Your assignment:
Below are the records. List every line holding the word "unwrap".
** Entries supplied follows **
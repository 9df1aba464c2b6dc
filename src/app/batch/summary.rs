//! Batch statistics
//!
//! Counters and the failure list are owned by the orchestrator and only ever
//! appended to while the batch runs.

use chrono::{DateTime, Utc};
use serde::{Deserialize, Serialize};

use crate::app::models::{JobDescriptor, JobOutcome};

/// A job that did not produce a manifest
#[derive(Debug, Clone, PartialEq, Eq, Serialize, Deserialize)]
pub struct FailedJob {
    /// Display name of the stream
    pub name: String,
    /// `country/subdivision/folder_name`
    pub location: String,
    pub stream_id: String,
    /// Failure message from the job outcome
    pub error: String,
}

/// Aggregated result of a batch run
#[derive(Debug, Clone, Serialize, Deserialize)]
pub struct BatchSummary {
    /// Number of jobs in the batch
    pub total: usize,
    /// Jobs that wrote a manifest
    pub success_count: usize,
    /// Jobs that failed
    pub failure_count: usize,
    /// Failed jobs in the order they ran
    pub failures: Vec<FailedJob>,
    /// When the batch started
    pub started_at: DateTime<Utc>,
    /// When the last job finished
    pub finished_at: Option<DateTime<Utc>>,
}

impl BatchSummary {
    /// Create an empty summary for a batch of `total` jobs
    pub fn new(total: usize) -> Self {
        Self {
            total,
            success_count: 0,
            failure_count: 0,
            failures: Vec::new(),
            started_at: Utc::now(),
            finished_at: None,
        }
    }

    /// Account for one finished job
    pub fn record(&mut self, job: &JobDescriptor, outcome: &JobOutcome) {
        if outcome.success {
            self.success_count += 1;
        } else {
            self.failure_count += 1;
            self.failures.push(FailedJob {
                name: job.name.clone(),
                location: job.location(),
                stream_id: job.stream_id.clone(),
                error: outcome.message.clone(),
            });
        }
    }

    /// Seal the summary once every job has run
    pub fn finish(mut self) -> Self {
        self.finished_at = Some(Utc::now());
        self
    }

    /// Jobs accounted for so far
    pub fn processed(&self) -> usize {
        self.success_count + self.failure_count
    }

    pub fn is_complete(&self) -> bool {
        self.processed() == self.total
    }

    /// Wall-clock duration of the batch, once finished
    pub fn duration(&self) -> Option<chrono::Duration> {
        self.finished_at
            .map(|finished| finished.signed_duration_since(self.started_at))
    }
}

#[cfg(test)]
mod tests {
    use super::*;
    use std::path::PathBuf;

    fn job(name: &str) -> JobDescriptor {
        JobDescriptor {
            country: "TR".to_string(),
            subdivision: "34".to_string(),
            folder_name: "besiktas".to_string(),
            stream_id: format!("{name}-id"),
            name: name.to_string(),
            referer: "https://example.org/".to_string(),
        }
    }

    #[test]
    fn test_record_counts_and_failures() {
        let mut summary = BatchSummary::new(2);
        summary.record(
            &job("ok"),
            &JobOutcome::succeeded(PathBuf::from("a.m3u8"), "https://h/a.m3u8"),
        );
        summary.record(&job("bad"), &JobOutcome::failed("HTTP Status: 404"));

        assert_eq!(summary.success_count, 1);
        assert_eq!(summary.failure_count, 1);
        assert!(summary.is_complete());
        assert_eq!(
            summary.failures,
            vec![FailedJob {
                name: "bad".to_string(),
                location: "TR/34/besiktas".to_string(),
                stream_id: "bad-id".to_string(),
                error: "HTTP Status: 404".to_string(),
            }]
        );
    }

    #[test]
    fn test_finish_sets_end_time() {
        let summary = BatchSummary::new(0);
        assert!(summary.duration().is_none());

        let summary = summary.finish();
        assert!(summary.finished_at.is_some());
        assert!(summary.duration().unwrap() >= chrono::Duration::zero());
    }

    #[test]
    fn test_summary_serializes() {
        let mut summary = BatchSummary::new(1);
        summary.record(&job("bad"), &JobOutcome::failed("boom"));
        let json = serde_json::to_value(summary.finish()).unwrap();

        assert_eq!(json["total"], 1);
        assert_eq!(json["failure_count"], 1);
        assert_eq!(json["failures"][0]["name"], "bad");
    }
}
** End of Entries supplied **
Task output:
        assert!(summary.duration().unwrap() >= chrono::Duration::zero());
        let json = serde_json::to_value(summary.finish()).unwrap();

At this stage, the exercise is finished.